Maybe repetition is why lots of 2-2 loops stumps bots too, allthough it propably is not all of the explanation in that case. A few 2-2 loops alone is usually not enough to stump InfoBot.

I strongly feel that the bots don’t have a special or separate protocol for handling unpaired bases, or for boosting. Therefor, I think that’s why loops tend to stump the bots.

A new observation: Infobot seems to have a great deal of difficulty with puzzles featuring 1 NT bulges. The details require a lot more fleshing out at the moment, but it seems to follow this pattern:
-The bulges are on the same side of the fold as each other (ex: Left side)
-The bulges are close to an internal loop
-The bulges appear on sequential or adjacent strings.

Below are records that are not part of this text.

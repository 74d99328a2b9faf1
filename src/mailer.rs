use rust_decimal::Decimal;
use serde::Serialize;
use std::time::Duration;
use tracing::{info, warn};

use crate::config::MailConfig;

/// Sends transactional mail through the OAuth2 bearer-token mail relay.
/// Notification failures are logged, never surfaced to the requester.
#[derive(Clone)]
pub struct Mailer {
    http: reqwest::Client,
    config: MailConfig,
}

#[derive(Debug, Serialize)]
struct SendMailRequest<'a> {
    from: &'a str,
    to: &'a str,
    subject: String,
    text: String,
}

impl Mailer {
    pub fn new(config: MailConfig, timeout: Duration) -> anyhow::Result<Self> {
        let http = reqwest::Client::builder().timeout(timeout).build()?;
        Ok(Mailer { http, config })
    }

    /// Task-award notification, sent after an approval commits.
    pub async fn send_award_notification(
        &self,
        to: &str,
        recipient_name: &str,
        task_title: &str,
        amount: Decimal,
    ) {
        if !self.config.enabled {
            return;
        }

        let request = SendMailRequest {
            from: &self.config.from_address,
            to,
            subject: format!("Your task \"{}\" was approved", task_title),
            text: format!(
                "Hi {},\n\nYour submission for \"{}\" was approved and TZS {} has been \
                 credited to your balance.\n\nKaziPesa",
                recipient_name, task_title, amount
            ),
        };

        let result = self
            .http
            .post(self.config.api_url.clone())
            .bearer_auth(&self.config.access_token)
            .json(&request)
            .send()
            .await;

        match result {
            Ok(response) if response.status().is_success() => {
                info!("Award notification sent to {}", to);
            }
            Ok(response) => {
                warn!(
                    "Mail relay returned {} for award notification to {}",
                    response.status(),
                    to
                );
            }
            Err(e) => {
                warn!("Failed to send award notification to {}: {}", to, e);
            }
        }
    }
}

As evidence, I present the puzzles ‘600!’, ‘(RNA) Cytosine Free’, and ‘Comet Tail’. 600 is where it really caught my attention, since Vienna and SSD bots knocked this relatively simple puzzle out of the park, but Infobot failed. Bear in mind that the (RNA) puzzle may be contaminated by the structure formed by a lack of cytosine, as infobot also failed the uracil free puzzle. I’d love to see this explored more. Any ideas why Infobot gets stumped by the bulges?

Good observation, Paramodic.

I been thinking it is not all about size. New combinations of elements might also stump bots.

My puzzle A bulge and 1-2 loops made InfoBot time out. New combination of elements

Brourd’s Small and easy 2. This one required a new and surprising boost solution.

And those puzzles are very small, like Comet tail as you mentioned.

Now to be fair, there is a large, repetitious puzzle involving many 1 nt bulges called ‘the fishhook’ that SSDbot solved, but Vienna and Infobots couldn’t. I think that SSD bot is exceedingly good with repetitious structures, though I don’t quite understand why yet. Infobot seems to be hit-and-miss with them, and Vienna obviously has the most trouble with them.

Very well noticed. Yes, I think you got something there. SSD bot is good with repetitious structures, compared to Infobot and Vienna. I have been wanting to know for a long time what was the cause of why SSD bot solved puzzles that Vienna and especially Infobot failed. Thanks.